(Collected data)
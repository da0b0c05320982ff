//! SQL identifier quoting helpers
//!
//! The engine assembles DDL and DML from spec-provided names; these
//! helpers keep identifiers safely double-quoted so a table or column
//! name can never break out of its position in a statement.

/// Double-quote a SQL identifier, doubling any embedded quotes.
///
/// # Examples
/// ```
/// use svf_core::sql_utils::quote_ident;
/// assert_eq!(quote_ident("Order_id"), r#""Order_id""#);
/// assert_eq!(quote_ident(r#"odd"name"#), r#""odd""name""#);
/// ```
pub fn quote_ident(ident: &str) -> String {
    format!("\"{}\"", ident.replace('"', "\"\""))
}

/// Quote a possibly schema-qualified name (`silver.orders`), quoting
/// each dot-separated component individually.
///
/// # Examples
/// ```
/// use svf_core::sql_utils::quote_qualified;
/// assert_eq!(quote_qualified("silver.orders"), r#""silver"."orders""#);
/// assert_eq!(quote_qualified("orders"), r#""orders""#);
/// ```
pub fn quote_qualified(name: &str) -> String {
    name.split('.')
        .map(quote_ident)
        .collect::<Vec<_>>()
        .join(".")
}

/// Split a possibly schema-qualified name into (schema, table), using
/// the last `.` as the separator and `main` as the default schema.
pub fn split_qualified_name(name: &str) -> (&str, &str) {
    if let Some(pos) = name.rfind('.') {
        (&name[..pos], &name[pos + 1..])
    } else {
        ("main", name)
    }
}

/// Escape a value for use inside a single-quoted SQL string literal.
pub fn escape_sql_string(value: &str) -> String {
    value.replace('\'', "''")
}

#[cfg(test)]
mod tests {
    use super::*;

    #[test]
    fn test_quote_ident() {
        assert_eq!(quote_ident("Customer_id"), r#""Customer_id""#);
        assert_eq!(quote_ident(r#"a"b"#), r#""a""b""#);
    }

    #[test]
    fn test_quote_qualified() {
        assert_eq!(quote_qualified("audit.rejected_rows"), r#""audit"."rejected_rows""#);
        assert_eq!(quote_qualified("customers"), r#""customers""#);
    }

    #[test]
    fn test_split_qualified_name() {
        assert_eq!(split_qualified_name("silver.orders"), ("silver", "orders"));
        assert_eq!(split_qualified_name("orders"), ("main", "orders"));
    }

    #[test]
    fn test_escape_sql_string() {
        assert_eq!(escape_sql_string("Gianni's"), "Gianni''s");
        assert_eq!(escape_sql_string("plain"), "plain");
    }
}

**REQUIRED WORK**
Retype exactly the lines from the one containing "in a statement." through the last line of the records above, including both.

**ANSWER**
//! name can never break out of its position in a statement.

/// Double-quote a SQL identifier, doubling any embedded quotes.
///
/// # Examples
/// ```
/// use svf_core::sql_utils::quote_ident;
/// assert_eq!(quote_ident("Order_id"), r#""Order_id""#);
/// assert_eq!(quote_ident(r#"odd"name"#), r#""odd""name""#);
/// ```
pub fn quote_ident(ident: &str) -> String {
    format!("\"{}\"", ident.replace('"', "\"\""))
}

/// Quote a possibly schema-qualified name (`silver.orders`), quoting
/// each dot-separated component individually.
///
/// # Examples
/// ```
/// use svf_core::sql_utils::quote_qualified;
/// assert_eq!(quote_qualified("silver.orders"), r#""silver"."orders""#);
/// assert_eq!(quote_qualified("orders"), r#""orders""#);
/// ```
pub fn quote_qualified(name: &str) -> String {
    name.split('.')
        .map(quote_ident)
        .collect::<Vec<_>>()
        .join(".")
}

/// Split a possibly schema-qualified name into (schema, table), using
/// the last `.` as the separator and `main` as the default schema.
pub fn split_qualified_name(name: &str) -> (&str, &str) {
    if let Some(pos) = name.rfind('.') {
        (&name[..pos], &name[pos + 1..])
    } else {
        ("main", name)
    }
}

/// Escape a value for use inside a single-quoted SQL string literal.
pub fn escape_sql_string(value: &str) -> String {
    value.replace('\'', "''")
}

#[cfg(test)]
mod tests {
    use super::*;

    #[test]
    fn test_quote_ident() {
        assert_eq!(quote_ident("Customer_id"), r#""Customer_id""#);
        assert_eq!(quote_ident(r#"a"b"#), r#""a""b""#);
    }

    #[test]
    fn test_quote_qualified() {
        assert_eq!(quote_qualified("audit.rejected_rows"), r#""audit"."rejected_rows""#);
        assert_eq!(quote_qualified("customers"), r#""customers""#);
    }

    #[test]
    fn test_split_qualified_name() {
        assert_eq!(split_qualified_name("silver.orders"), ("silver", "orders"));
        assert_eq!(split_qualified_name("orders"), ("main", "orders"));
    }

    #[test]
    fn test_escape_sql_string() {
        assert_eq!(escape_sql_string("Gianni's"), "Gianni''s");
        assert_eq!(escape_sql_string("plain"), "plain");
    }
}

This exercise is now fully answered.